Now, finally, researchers at the National Institutes of Health (NIH) Clinical Center have decided radiation dose exposure reports should be included in patients' electronic medical records. According to an article in the February issue of the Journal of the American College of Radiology (JACR), the NIH researchers hope this effort will result in an eventual accurate assessment of cancer associated with low-dose radiation exposure from medical imaging tests.
"The cancer risk from low-dose medical radiation tests is largely unknown. Yet it is clear that the U.S. population is increasingly being exposed to more diagnostic-test-derived ionizing radiation than in the past," David A. Bluemke, MD, lead author of the article and director of Radiology and Imaging Sciences at the NIH Clinical Center, said in a statement to the press. "One widely publicized appraisal of medical radiation exposure suggested that about 1.5 to 2 percent of all cancers in the USA might be caused by the clinical use of CT alone."
A new radiation reporting policy
To attempt to document the amount of radiation exposure patients receive from medical tests, the radiology and nuclear medicine experts at the NIH Clinical Center have come up with a radiation reporting policy that involves the major radiation equipment vendors, starting with keeping track of exposures from CT and PET/CT scans. "All vendors who sell imaging equipment to Radiology and Imaging Sciences at the NIH Clinical Center will be required to provide a routine means for radiation dose exposure to be recorded in the electronic medical record. This requirement will allow cataloging of radiation exposures from these medical tests," said Dr. Bluemke. In addition, the NIH will now require that vendors make sure that radiation exposure can be tracked by patients in their own personal health records.

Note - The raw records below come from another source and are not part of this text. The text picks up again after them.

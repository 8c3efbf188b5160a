//! Fully synchronized accessor.
//!
//! Every call takes the lock for the whole check-construct-return sequence.
//! Correct, but callers keep paying for the lock long after the instance
//! exists; compare the `accessor` bench against [`DoubleChecked`].
//!
//! [`DoubleChecked`]: crate::DoubleChecked

use std::sync::{Mutex, PoisonError};

use sl_core::{SingletonProvider, Strategy};

use crate::slot::Slot;

/// Provider whose accessor is serialized by one lock.
pub struct SynchronizedAccessor<T, F = fn() -> T> {
    lock: Mutex<()>,
    slot: Slot<T>,
    init: F,
}

impl<T, F: Fn() -> T> SynchronizedAccessor<T, F> {
    /// A provider that will build its instance with `init` on first access.
    pub const fn new(init: F) -> Self {
        Self {
            lock: Mutex::new(()),
            slot: Slot::new(),
            init,
        }
    }

    /// Return the instance, holding the lock for the entire call.
    pub fn get(&self) -> &T {
        // A panicking initializer poisons the lock but leaves the slot empty.
        let _guard = self.lock.lock().unwrap_or_else(PoisonError::into_inner);
        if let Some(instance) = self.slot.load() {
            return instance;
        }
        self.slot.publish((self.init)())
    }
}

impl<T, F> SingletonProvider for SynchronizedAccessor<T, F>
where
    T: Send + Sync,
    F: Fn() -> T + Sync,
{
    type Shared = T;

    fn get(&self) -> &T {
        SynchronizedAccessor::get(self)
    }

    fn strategy(&self) -> Strategy {
        Strategy::SynchronizedAccessor
    }

    fn is_initialized(&self) -> bool {
        self.slot.is_set()
    }
}

#[cfg(test)]
mod tests {
    use super::*;
    use sl_core::ConstructionProbe;
    use std::collections::HashSet;
    use std::sync::{Arc, Barrier};
    use std::time::Duration;

    #[test]
    fn lazy_and_idempotent() {
        let probe = Arc::new(ConstructionProbe::new());
        let p = {
            let probe = probe.clone();
            SynchronizedAccessor::new(move || probe.construct())
        };
        assert_eq!(probe.constructions(), 0);
        let first = p.observe();
        for _ in 0..100 {
            assert_eq!(p.observe(), first);
        }
        assert_eq!(probe.constructions(), 1);
        assert_eq!(p.get().serial(), 1);
    }

    #[test]
    fn concurrent_callers_see_one_instance() {
        let probe = Arc::new(ConstructionProbe::with_delay(Duration::from_millis(20)));
        let p = {
            let probe = probe.clone();
            SynchronizedAccessor::new(move || probe.construct())
        };
        let barrier = Barrier::new(32);
        let ids: HashSet<_> = std::thread::scope(|s| {
            let handles: Vec<_> = (0..32)
                .map(|_| {
                    s.spawn(|| {
                        barrier.wait();
                        p.observe()
                    })
                })
                .collect();
            handles.into_iter().map(|h| h.join().unwrap()).collect()
        });
        assert_eq!(ids.len(), 1);
        assert_eq!(probe.constructions(), 1);
    }

    #[test]
    fn recovers_after_panicking_initializer() {
        use std::sync::atomic::{AtomicBool, Ordering};

        let fail = AtomicBool::new(true);
        let p = SynchronizedAccessor::new(|| {
            if fail.swap(false, Ordering::SeqCst) {
                panic!("first construction fails");
            }
            42_u32
        });
        let first = std::panic::catch_unwind(std::panic::AssertUnwindSafe(|| *p.get()));
        assert!(first.is_err());
        assert!(!p.is_initialized());
        assert_eq!(*p.get(), 42);
    }
}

Dr. Bluemke added that this approach is consistent with the American College of Radiology's and Radiological Society of North America's official stance that "patients should keep a record of their X-ray history". You read that correctly. Patients themselves are currently supposed to keep up with how much radiation they've been bombarded with, according to the radiology industry.
What's more, the NIH's new pronouncement that requires radiation testing vendors to keep track of how much radiation they expose patients to only applies to people receiving screening or testing through the NIH. "We encourage all medical imaging facilities to include similar requirements for radiation-dose-reporting outputs from the manufacturers of radiation-producing medical equipment," Dr. Bluemke said.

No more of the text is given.